12. According to learned counsel the Supreme Court had even still further stringently construed the scope of the New Act in P. Anand Gajapathi Raju v. P.V.G. Raju, 2000 (3) Scale 330, wherein the Supreme Court observed that the language of Section 8 was pre-emptory and it was obligatory on the part of the Appellate Court to refer the parties to the arbitration and that the provision would apply even to cases where there was no agreement before the action was brought to the Court, but the agreement was brought into existence while the action was pending.

13. In a subsequent judgment also in V.H. Patel and Co. v. H.H. Patel, 2000 (3) Scale 369 [LQ/SC/2000/736] , the Supreme Court while considering the scope of Section 18 of the Arbitration Act, had held that the arbitration clause should be interpreted widely and when the dispute is referred to the arbitrator it would also include the right to decide all the incidental issues including whether or not the partnership should be dissolved or not and that it would not be proper to drive the parties to another litigation.

14. Reference is made for a judgment of Delhi High Court in Patanjal v. Rawalpindi Theatres, AIR 1970 Del. 19 [LQ/DelHC/1969/68] in support of his contention that an assignee of one of the parties to the agreement would be stepping into the shoes of that party and hence the assignee could be made on a party to the arbitration proceedings.

15. Further reference is made to the judgment of the Andhra Pradesh High Court in Srivenkateswara Construction v. Union of India, AIR 1974 A.P. 278. The Division Bench of the Andhra Pradesh High Court held that by the plaintiff unnecessarily joining third parties to the suit, the plaintiff cannot be allowed to defeat the Arbitration Clause by such a device.

16. Reference is made to a judgment of a Division Bench of Calcutta High Court in W.B.C.A. Development Corpn. v. Sasanka Sekhar, AIR 1985 Cal. 290 [LQ/CalHC/1985/68] . Reliance is placed on the observation that a small portion of the relief claimed in the suit not being within the scope of the arbitration clause alone cannot be a ground for refusal to stay the suit under Section 34 of the Arbitration Act, 1940. Reliance is also placed on the observation that mere allegation of fraud unconnected with the real point at issue will not operate as a bar to stay the suit.

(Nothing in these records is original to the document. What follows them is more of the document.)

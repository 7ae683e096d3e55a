//! Recursive-descent parser.
//!
//! Single cursor over the lexed token stream, no backtracking across
//! statements; the only lookahead is local (matching-paren peeks for
//! condition groups, two-token statement classification). Every sub-parser
//! consumes at least one token per iteration, so parsing always terminates.
//!
//! Statement dispatch: the first token's registry classification routes to a
//! family sub-parser (crud / dql / ddl / tcl / dcl modules). A leading `(`
//! routes to the set-operation grammar.

mod condition;
mod crud;
mod dcl;
mod ddl;
mod dql;
mod expr;
mod tcl;

use log::debug;
use thiserror::Error;

use crate::ast::Query;
use crate::registry::{Group, Registry};
use crate::token::{Position, Token, TokenKind};

/// Maximum nesting depth for parenthesized groups and nested sub-queries.
/// Converts would-be stack overflow into a reported error.
pub(crate) const MAX_DEPTH: usize = 32;

#[derive(Error, Debug, Clone, PartialEq)]
#[error("{message} ({position})")]
pub struct ParseError {
    pub message: String,
    pub position: Position,
}

/// Parse a tokenized statement into a single [`Query`].
pub fn parse(tokens: Vec<Token>, registry: &Registry) -> Result<Query, ParseError> {
    let mut parser = Parser::new(tokens, registry);
    let query = parser.parse_query()?;
    parser.skip_semicolons();
    if let Some(tok) = parser.peek() {
        return Err(parser.error_with_suggestion(format!("unexpected token {tok}"), &tok.text));
    }
    Ok(query)
}

pub(crate) struct Parser<'r> {
    tokens: Vec<Token>,
    pos: usize,
    pub(crate) registry: &'r Registry,
    depth: usize,
}

impl<'r> Parser<'r> {
    pub(crate) fn new(tokens: Vec<Token>, registry: &'r Registry) -> Self {
        Parser {
            tokens,
            pos: 0,
            registry,
            depth: 0,
        }
    }

    // ============ Statement dispatch ============

    pub(crate) fn parse_query(&mut self) -> Result<Query, ParseError> {
        if self.peek_kind() == Some(TokenKind::LParen) {
            return self.parse_set_operation();
        }

        let Some(first) = self.peek().cloned() else {
            return Err(self.error("empty statement"));
        };

        if first.kind != TokenKind::Operation {
            return Err(
                self.error_with_suggestion(format!("unknown operation {first}"), &first.text)
            );
        }

        let operation = self
            .registry
            .operation(&first.text)
            .ok_or_else(|| self.error(format!("unknown operation {first}")))?;
        debug!("dispatching {} statement", operation);

        match operation.group() {
            Group::Dql => self.parse_get(first.position),
            Group::Crud => self.parse_mutation(operation, first.position),
            Group::Ddl => self.parse_ddl(operation, first.position),
            Group::Tcl => self.parse_tcl(operation, first.position),
            Group::Dcl => self.parse_dcl(operation, first.position),
        }
    }

    // ============ Cursor primitives ============

    pub(crate) fn peek(&self) -> Option<&Token> {
        self.tokens.get(self.pos)
    }

    pub(crate) fn peek_at(&self, ahead: usize) -> Option<&Token> {
        self.tokens.get(self.pos + ahead)
    }

    pub(crate) fn peek_kind(&self) -> Option<TokenKind> {
        self.peek().map(|t| t.kind)
    }

    pub(crate) fn advance(&mut self) -> Option<Token> {
        let tok = self.tokens.get(self.pos).cloned();
        if tok.is_some() {
            self.pos += 1;
        }
        tok
    }

    pub(crate) fn at_end(&self) -> bool {
        self.pos >= self.tokens.len()
    }

    pub(crate) fn skip_semicolons(&mut self) {
        while self.peek_kind() == Some(TokenKind::Semicolon) {
            self.pos += 1;
        }
    }

    /// Consume the next token if it is the given kind.
    pub(crate) fn eat_kind(&mut self, kind: TokenKind) -> bool {
        if self.peek_kind() == Some(kind) {
            self.pos += 1;
            true
        } else {
            false
        }
    }

    pub(crate) fn expect_kind(&mut self, kind: TokenKind, what: &str) -> Result<Token, ParseError> {
        match self.peek() {
            Some(t) if t.kind == kind => Ok(self.advance().unwrap()),
            Some(t) => Err(self.error(format!("expected {what}, found {t}"))),
            None => Err(self.error(format!("expected {what}, found end of input"))),
        }
    }

    /// Consume the next token if it matches `upper` case-insensitively.
    pub(crate) fn eat_word(&mut self, upper: &str) -> bool {
        if self.peek().is_some_and(|t| t.is_word(upper)) {
            self.pos += 1;
            true
        } else {
            false
        }
    }

    pub(crate) fn expect_word(&mut self, upper: &str) -> Result<Token, ParseError> {
        match self.peek() {
            Some(t) if t.is_word(upper) => Ok(self.advance().unwrap()),
            Some(t) => Err(self.error(format!("expected '{upper}', found {t}"))),
            None => Err(self.error(format!("expected '{upper}', found end of input"))),
        }
    }

    /// Take any word-shaped token (identifier or keyword) as a name.
    pub(crate) fn expect_name(&mut self, what: &str) -> Result<String, ParseError> {
        match self.peek() {
            Some(t)
                if matches!(
                    t.kind,
                    TokenKind::Ident
                        | TokenKind::Operation
                        | TokenKind::Clause
                        | TokenKind::Operator
                        | TokenKind::Bool
                ) =>
            {
                Ok(self.advance().unwrap().text)
            }
            Some(t) => Err(self.error(format!("expected {what}, found {t}"))),
            None => Err(self.error(format!("expected {what}, found end of input"))),
        }
    }

    pub(crate) fn expect_ident(&mut self, what: &str) -> Result<String, ParseError> {
        Ok(self.expect_kind(TokenKind::Ident, what)?.text)
    }

    pub(crate) fn expect_number(&mut self, what: &str) -> Result<String, ParseError> {
        Ok(self.expect_kind(TokenKind::Number, what)?.text)
    }

    pub(crate) fn expect_string(&mut self, what: &str) -> Result<String, ParseError> {
        Ok(self.expect_kind(TokenKind::Str, what)?.text)
    }

    /// Index of the RParen matching the LParen at `open`, if balanced.
    pub(crate) fn matching_paren(&self, open: usize) -> Option<usize> {
        let mut depth = 0usize;
        for (i, tok) in self.tokens.iter().enumerate().skip(open) {
            match tok.kind {
                TokenKind::LParen => depth += 1,
                TokenKind::RParen => {
                    depth -= 1;
                    if depth == 0 {
                        return Some(i);
                    }
                }
                _ => {}
            }
        }
        None
    }

    // ============ Depth guard ============

    pub(crate) fn enter(&mut self) -> Result<(), ParseError> {
        self.depth += 1;
        if self.depth > MAX_DEPTH {
            return Err(self.error(format!("nesting deeper than {MAX_DEPTH} levels")));
        }
        Ok(())
    }

    pub(crate) fn exit(&mut self) {
        self.depth -= 1;
    }

    // ============ Errors ============

    pub(crate) fn current_position(&self) -> Position {
        self.peek()
            .map(|t| t.position)
            .or_else(|| self.tokens.last().map(|t| t.position))
            .unwrap_or_else(Position::start)
    }

    pub(crate) fn error(&self, message: impl Into<String>) -> ParseError {
        ParseError {
            message: message.into(),
            position: self.current_position(),
        }
    }

    /// Error decorated with a "did you mean" hint when the offending word is
    /// close to a registry keyword.
    pub(crate) fn error_with_suggestion(
        &self,
        message: impl Into<String>,
        offending: &str,
    ) -> ParseError {
        let mut message = message.into();
        if let Some(hint) = self.registry.suggest(offending) {
            message.push_str(&format!(". Did you mean '{hint}'?"));
        }
        ParseError {
            message,
            position: self.current_position(),
        }
    }
}

#[cfg(test)]
mod tests {
    use super::*;
    use crate::lexer::tokenize;

    fn try_parse(text: &str) -> Result<Query, ParseError> {
        let reg = Registry::new();
        let tokens = tokenize(text, &reg).unwrap();
        parse(tokens, &reg)
    }

    #[test]
    fn rejects_empty_input() {
        assert!(try_parse("").is_err());
        assert!(try_parse(";").is_err());
    }

    #[test]
    fn rejects_trailing_garbage() {
        let err = try_parse("COMMIT COMMIT").unwrap_err();
        assert!(err.message.contains("unexpected token"));
    }

    #[test]
    fn unknown_operation_gets_a_suggestion() {
        let err = try_parse("GETT User").unwrap_err();
        assert!(err.message.contains("Did you mean 'GET'"), "{}", err.message);
    }

    #[test]
    fn trailing_semicolon_is_tolerated() {
        assert!(try_parse("COMMIT;").is_ok());
    }
}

17. Learned counsel also refers to the judgment of the Supreme Court in Prem Lata v. Ishar Dass Chaman Lal, 1995 (2) SCC 145 [LQ/SC/1995/26 ;] ">1995 (2) SCC 145 [LQ/SC/1995/26 ;] [LQ/SC/1995/26 ;] . The Supreme Court held that the legal representative of a deceased partner is entitled to enforce the claim for rendition of accounts of the firm after dissolution. Therefore, according to learned counsel for the petitioners, in the case of the legal representatives and assignees, succeeding to all the rights of the original parties, they cannot be considered to be third parties to the agreement.

18. Reference is also made to a judgment of a Division Bench of Jammu and Kashmir High Court in Union of India v. Lakshmi Ice Factory, AIR 1964 J & K 10 in support of the contention that stay of the suit under Section 34 of thecannot be denied merely because a small portion of the claim in the suit was outside the terms of the original contract.

19. Per contra, learned counsel for the respondent submits that the petitioners are not entitled to invoke Arbitration Clause on several grounds.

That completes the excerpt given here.